The Role of Puberty.
Here's an obvious fact for males: puberty dramatically changes us! If being born with extra "sensitivity" is arguably the most important factor in what initially creates a male's same-sex attractions (ssa) [refer to my Part 1 of this series], then what happens in puberty may "pour the cement" for the foundation of a man's future sexual identity and addiction. Let's see how.

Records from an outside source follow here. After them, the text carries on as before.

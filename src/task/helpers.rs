//! Spec §4.4 "Helpers built on the driver", grounded on `tulip/tasks.py`'s
//! `sleep`/`wait`/`wait_for`/`as_completed`/`gather` (the `asyncio`
//! ancestor this crate's event model is distilled from — see
//! `examples/original_source/tulip/tasks.py`). `shield` additionally
//! grounds on the same module's `async()` wrapping behaviour.
//!
//! Everything here is generic over an [`Awaitable`] rather than hard-coded
//! to `Task<T>`, since spec §4.4 describes these helpers operating over a
//! mix of bare `Future`s and `Task`s ("Coroutines will be wrapped in
//! Tasks").

use std::cell::RefCell;
use std::collections::VecDeque;
use std::rc::Rc;
use std::time::Duration;

use crate::error::{Error, Result};
use crate::event_loop::EventLoop;
use crate::future::Future;
use crate::task::Task;

/// Narrow capability `wait`/`gather`/`as_completed` need: something that
/// completes once, can be cancelled, and notifies a callback on
/// completion. Implemented for both `Future<T>` and `Task<T>` so callers
/// can mix bare futures (e.g. `sleep`) with spawned tasks in one `gather`,
/// matching `tulip.tasks.async()`'s "wrap coroutines, pass futures through"
/// behaviour.
pub trait Awaitable<T>: Clone + 'static {
    fn is_done(&self) -> bool;
    fn is_cancelled(&self) -> bool;
    fn request_cancel(&self) -> bool;
    fn take_result(&self) -> Result<T>;
    fn on_done(&self, callback: impl FnOnce() + 'static);
}

impl<T: Clone + 'static> Awaitable<T> for Future<T> {
    fn is_done(&self) -> bool {
        self.done()
    }
    fn is_cancelled(&self) -> bool {
        self.cancelled()
    }
    fn request_cancel(&self) -> bool {
        self.cancel()
    }
    fn take_result(&self) -> Result<T> {
        self.result()
    }
    fn on_done(&self, callback: impl FnOnce() + 'static) {
        self.add_done_callback(move |_| callback());
    }
}

impl<T: Clone + 'static> Awaitable<T> for Task<T> {
    fn is_done(&self) -> bool {
        self.done()
    }
    fn is_cancelled(&self) -> bool {
        self.cancelled()
    }
    fn request_cancel(&self) -> bool {
        self.cancel(None)
    }
    fn take_result(&self) -> Result<T> {
        self.result()
    }
    fn on_done(&self, callback: impl FnOnce() + 'static) {
        self.add_done_callback(move |_| callback());
    }
}

/// Completes after `delay`, with `value` — spec §4.4's `sleep`, grounded on
/// `tulip.tasks.sleep`. Cancelling the returned future cancels the
/// underlying timer handle too, so a `wait_for`/`shield` wrapper that
/// abandons this early doesn't leave a dangling callback on the heap.
pub fn sleep<T: Clone + 'static>(event_loop: &EventLoop, delay: Duration, value: T) -> Future<T> {
    let fut = event_loop.create_future::<T>();
    let handle = {
        let fut = fut.clone();
        event_loop.call_later(delay, move || {
            if !fut.done() {
                fut.set_result(value);
            }
        })
    };
    fut.add_done_callback(move |_| handle.cancel());
    fut
}

/// Which completion condition `wait`/`_wait` stops on (spec §4.4).
#[derive(Clone, Copy, PartialEq, Eq, Debug)]
pub enum ReturnWhen {
    AllCompleted,
    FirstCompleted,
    FirstException,
}

/// Spec §4.4's `wait`: waits on `items` until `return_when` is satisfied or
/// `timeout` elapses, returning `(done, pending)` without raising on
/// timeout — unlike `wait_for`, a timeout here is not an error (spec:
/// "the overall timeout cancels the gate (not the children)").
pub async fn wait<T, A>(
    event_loop: &EventLoop,
    items: Vec<A>,
    timeout: Option<Duration>,
    return_when: ReturnWhen,
) -> Result<(Vec<A>, Vec<A>)>
where
    T: Clone + 'static,
    A: Awaitable<T>,
{
    if items.is_empty() {
        return Err(Error::EmptyWaitSet);
    }

    let gate = event_loop.create_future::<()>();
    let timeout_handle = timeout.map(|d| {
        let gate = gate.clone();
        event_loop.call_later(d, move || {
            if !gate.done() {
                gate.cancel();
            }
        })
    });

    let counter = Rc::new(RefCell::new(items.len()));
    for item in &items {
        let gate = gate.clone();
        let counter = Rc::clone(&counter);
        let item_for_check = item.clone();
        let return_when = return_when;
        item.on_done(move || {
            *counter.borrow_mut() -= 1;
            let satisfied = *counter.borrow() == 0
                || return_when == ReturnWhen::FirstCompleted
                || (return_when == ReturnWhen::FirstException
                    && !item_for_check.is_cancelled()
                    && item_for_check.take_result().is_err());
            if satisfied && !gate.done() {
                gate.cancel();
            }
        });
    }

    // The gate only ever finishes via cancellation (it is never resolved
    // with a value); a pending `CancelledError` here just means "stop
    // waiting", not "the wait itself failed" (spec §4.4, `tulip._wait`).
    let _ = gate.await;
    if let Some(h) = timeout_handle {
        h.cancel();
    }

    let mut done = Vec::new();
    let mut pending = Vec::new();
    for item in items {
        if item.is_done() {
            done.push(item);
        } else {
            pending.push(item);
        }
    }
    Ok((done, pending))
}

/// Spec §4.4's `wait_for`: cancels `item` on timeout and raises
/// `Error::Timeout`; otherwise returns its result.
pub async fn wait_for<T, A>(event_loop: &EventLoop, item: A, timeout: Duration) -> Result<T>
where
    T: Clone + 'static,
    A: Awaitable<T>,
{
    let (done, _pending) = wait(event_loop, vec![item.clone()], Some(timeout), ReturnWhen::FirstCompleted).await?;
    if !done.is_empty() {
        return item.take_result();
    }
    item.request_cancel();
    // Give the cancellation one more loop iteration to land before giving
    // up on ever observing it (mirrors `_wait`'s own single settle pass).
    let settle = event_loop.create_future::<()>();
    {
        let settle = settle.clone();
        event_loop.call_soon(move || {
            if !settle.done() {
                settle.set_result(());
            }
        });
    }
    let _ = settle.await;
    Err(Error::Timeout)
}

/// Spec §4.4's `gather`: aggregates results from `items` in their original
/// order. When `return_exceptions` is `false`, the first exception (or
/// cancellation) cancels every other item and propagates immediately;
/// otherwise every outcome is collected as `Result<T>`.
pub async fn gather<T, A>(event_loop: &EventLoop, items: Vec<A>, return_exceptions: bool) -> Result<Vec<Result<T>>>
where
    T: Clone + 'static,
    A: Awaitable<T>,
{
    if items.is_empty() {
        return Ok(Vec::new());
    }

    if return_exceptions {
        let (done, _pending) = wait(event_loop, items, None, ReturnWhen::AllCompleted).await?;
        return Ok(done.iter().map(|i| i.take_result()).collect());
    }

    // `_wait`'s gate fires either when every item is done or, with
    // `FirstException`, the moment one item finishes with an exception —
    // in the latter case `pending` is exactly the siblings still running
    // (spec §4.4: "the first exception cancels siblings and propagates").
    let (done, pending) = wait(event_loop, items, None, ReturnWhen::FirstException).await?;
    let results: Vec<Result<T>> = done.iter().map(|i| i.take_result()).collect();
    if let Some(err) = results.iter().find_map(|r| r.as_ref().err().cloned()) {
        for item in &pending {
            item.request_cancel();
        }
        return Err(err);
    }
    Ok(results)
}

/// Spec §4.4's `shield`: cancelling the returned future does not cancel
/// `item`; cancellation of `item` itself still propagates out through the
/// returned future.
pub fn shield<T, A>(event_loop: &EventLoop, item: A) -> Future<T>
where
    T: Clone + 'static,
    A: Awaitable<T>,
{
    let outer = event_loop.create_future::<T>();
    let outer_for_cb = outer.clone();
    item.on_done(move || {
        if outer_for_cb.done() {
            return;
        }
        match item.take_result() {
            Ok(v) => outer_for_cb.set_result(v),
            Err(e) => outer_for_cb.set_exception(e),
        }
    });
    outer
}

/// Spec §4.4's `as_completed`: yields outcomes in completion order rather
/// than input order. Since corral has no async-generator protocol, this is
/// a pull-style cursor: call [`AsCompleted::next`] in a loop until it
/// returns `None`.
pub struct AsCompleted<T, A: Awaitable<T>> {
    event_loop: EventLoop,
    remaining: Vec<A>,
    completed: VecDeque<A>,
    deadline: Option<crate::time::Deadline>,
    _marker: std::marker::PhantomData<T>,
}

pub fn as_completed<T, A>(event_loop: &EventLoop, items: Vec<A>, timeout: Option<Duration>) -> AsCompleted<T, A>
where
    T: Clone + 'static,
    A: Awaitable<T>,
{
    AsCompleted {
        event_loop: event_loop.clone(),
        remaining: items,
        completed: VecDeque::new(),
        deadline: timeout.map(crate::time::Deadline::after),
        _marker: std::marker::PhantomData,
    }
}


impl<T: Clone + 'static, A: Awaitable<T>> AsCompleted<T, A> {
    /// Returns the next completed item's result, or `None` once every item
    /// has been yielded. Raises `Error::Timeout` if the deadline (if any)
    /// passes before the next item completes.
    pub async fn next(&mut self) -> Option<Result<T>> {
        while self.completed.is_empty() {
            if self.remaining.is_empty() {
                return None;
            }
            let per_call_timeout = match self.deadline {
                Some(d) => {
                    if d.has_elapsed() {
                        return Some(Err(Error::Timeout));
                    }
                    Some(d.remaining())
                }
                None => None,
            };
            let batch = std::mem::take(&mut self.remaining);
            let outcome = wait(&self.event_loop, batch, per_call_timeout, ReturnWhen::FirstCompleted).await;
            let (done, pending) = match outcome {
                Ok(v) => v,
                Err(e) => return Some(Err(e)),
            };
            self.remaining = pending;
            if done.is_empty() && self.deadline.is_some() {
                return Some(Err(Error::Timeout));
            }
            self.completed.extend(done);
        }
        let item = self.completed.pop_front()?;
        Some(item.take_result())
    }
}
// Run with: cargo run --example line_protocol
//
// A line-delimited protocol server: every accepted connection gets its
// received bytes fed through the parser layer's `LineParser`, and a
// spawned task `.await`s each framed line off the resulting `DataBuffer`
// and writes "ECHO: <line>" back, demonstrating `StreamBuffer` wired
// directly to a `TcpTransport` the way spec §8's line-protocol scenario
// does in `tests/scenarios.rs`, but over a real accepted socket instead
// of hand-fed bytes.

use std::cell::RefCell;
use std::net::TcpListener;
use std::os::fd::AsRawFd;
use std::rc::Rc;

use corral::error::Error;
use corral::event_loop::EventLoop;
use corral::stream::parsers::LineParser;
use corral::stream::stream_buffer::StreamBuffer;
use corral::transport::tcp::TcpTransport;
use corral::transport::{Protocol, TransportConfig};

const MAX_LINE: usize = 4096;

struct LineProtocol {
    buffer: Rc<RefCell<StreamBuffer<Vec<u8>>>>,
}

impl Protocol for LineProtocol {
    fn data_received(&mut self, data: &[u8]) {
        self.buffer.borrow_mut().feed_data(data);
    }

    fn eof_received(&mut self) -> bool {
        self.buffer.borrow_mut().feed_eof();
        false
    }

    fn connection_lost(&mut self, err: Option<Error>) {
        if let Some(e) = err {
            println!("line connection lost: {e}");
        }
    }
}

fn main() -> std::io::Result<()> {
    env_logger::init();

    let event_loop = EventLoop::new()?;
    let listener = TcpListener::bind("127.0.0.1:0")?;
    listener.set_nonblocking(true)?;
    println!("line-protocol server listening on {}", listener.local_addr()?);

    let fd = listener.as_raw_fd();
    let event_loop_for_accept = event_loop.clone();
    event_loop.add_reader(fd, move || loop {
        match listener.accept() {
            Ok((stream, peer)) => {
                let buffer = Rc::new(RefCell::new(StreamBuffer::new(&event_loop_for_accept)));
                let lines = buffer.borrow_mut().set_parser(Box::new(LineParser::new(MAX_LINE)));
                let protocol = LineProtocol { buffer: Rc::clone(&buffer) };
                match TcpTransport::new(&event_loop_for_accept, stream, protocol, TransportConfig::default()) {
                    Ok(transport) => {
                        let event_loop_for_task = event_loop_for_accept.clone();
                        event_loop_for_task.spawn::<(), _>("line-echo", async move {
                            loop {
                                let ready = lines.borrow_mut().wait_ready();
                                ready.await;
                                let item = lines.borrow_mut().try_next();
                                match item {
                                    Some(line) => {
                                        // `line` already carries its own terminator (`\r\n` or
                                        // `\n`), per `LineParser`'s framing.
                                        let mut reply = b"ECHO: ".to_vec();
                                        reply.extend_from_slice(&line);
                                        transport.write(reply);
                                    }
                                    None if lines.borrow().at_eof() => break,
                                    None => continue,
                                }
                            }
                            Ok(())
                        });
                    }
                    Err(e) => eprintln!("failed to set up accepted connection from {peer}: {e}"),
                }
            }
            Err(ref e) if Error::is_would_block(e) => break,
            Err(e) => {
                eprintln!("accept() failed: {e}");
                break;
            }
        }
    })?;

    event_loop.run_forever()
}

Brain and Body Development. Research by psychoanalyst Sander Breiner, M.D., [cited in NARTH Bulletin; Vol 15, No 2; Winter 2007] reports that when a pubescent male experiences doubts about his sexual attractions, body appearance, and sexual capacities, these stressors may actually harm his brain development. Many experts agree that the brain is in a state of constant change during puberty. According to Goldman-Rakic & colleagues in their handbook on the neurobiology of cognitive development, certain brain regions can become dysfunctional due to stress over one's sexuality (to include stress over sexual dreams). Specifically, the brain neurons that produce "kisspeptin" helps regulate heterosexuality past puberty. Thus, it is possible that significant stress concerning one's sexual attractions and male esteem may limit one's capability of developing heterosexually. This developmental process has nothing to do with his choice - it is something that is automatically happening in the ssa male's brain that he is totally unaware of or can control!
Additionally, a pubescent male who has experienced significant stress concerning his sexuality may be more likely to have delayed secondary sex characteristics (e.g., late development of pubic or body hair; underdeveloped penis or muscles; hindrance of developing a deeper-tone voice; etc.). My own experience in counseling ssa males seems to confirm this. My ssa clients initially complete an extremely thorough questionnaire about their sexuality. One of my questions is: "Between the ages of 11-17, would you consider yourself less developed physically than other males your age (e.g., smaller in height or muscles; behind the other males in developing bodily hair; smaller penis size; etc.)?" From the time I first began acquiring this data, an astounding 69% of the ssa male clients responded "yes"! Thus, pre-puberty stress over one's sexuality can potentially permanently affect one's brain and sex characteristic development.
Sexual Addiction Development. Additionally, the degree to which a pubescent boy engages in homoerotic lust, masturbation, and physical contact with other males sets the stage for later becoming sexually addicted. By "sexual addiction" I mean one's "consistent lack of control over his erotic impulses - despite his best intentions and threat of harm". If a man lets his sexuality control his actions (such that he engages in erotic lust or physical contact when he does not want to), then he clearly is not sexually "in control".
Let me explain a basic sequence that occurs for ssa males who are sexually "out of control".
•1. Same-Sex Attractions. All ssa men experience an initial attraction toward looking at other men with fascination - more than they do toward women. For example, in a crowd of people, ssa males will be noticing the males first, before paying attention to the women. There is nothing sinful about experiencing a same-sex attraction. You did not create this attraction in yourself, so there is no need to feel ashamed about it.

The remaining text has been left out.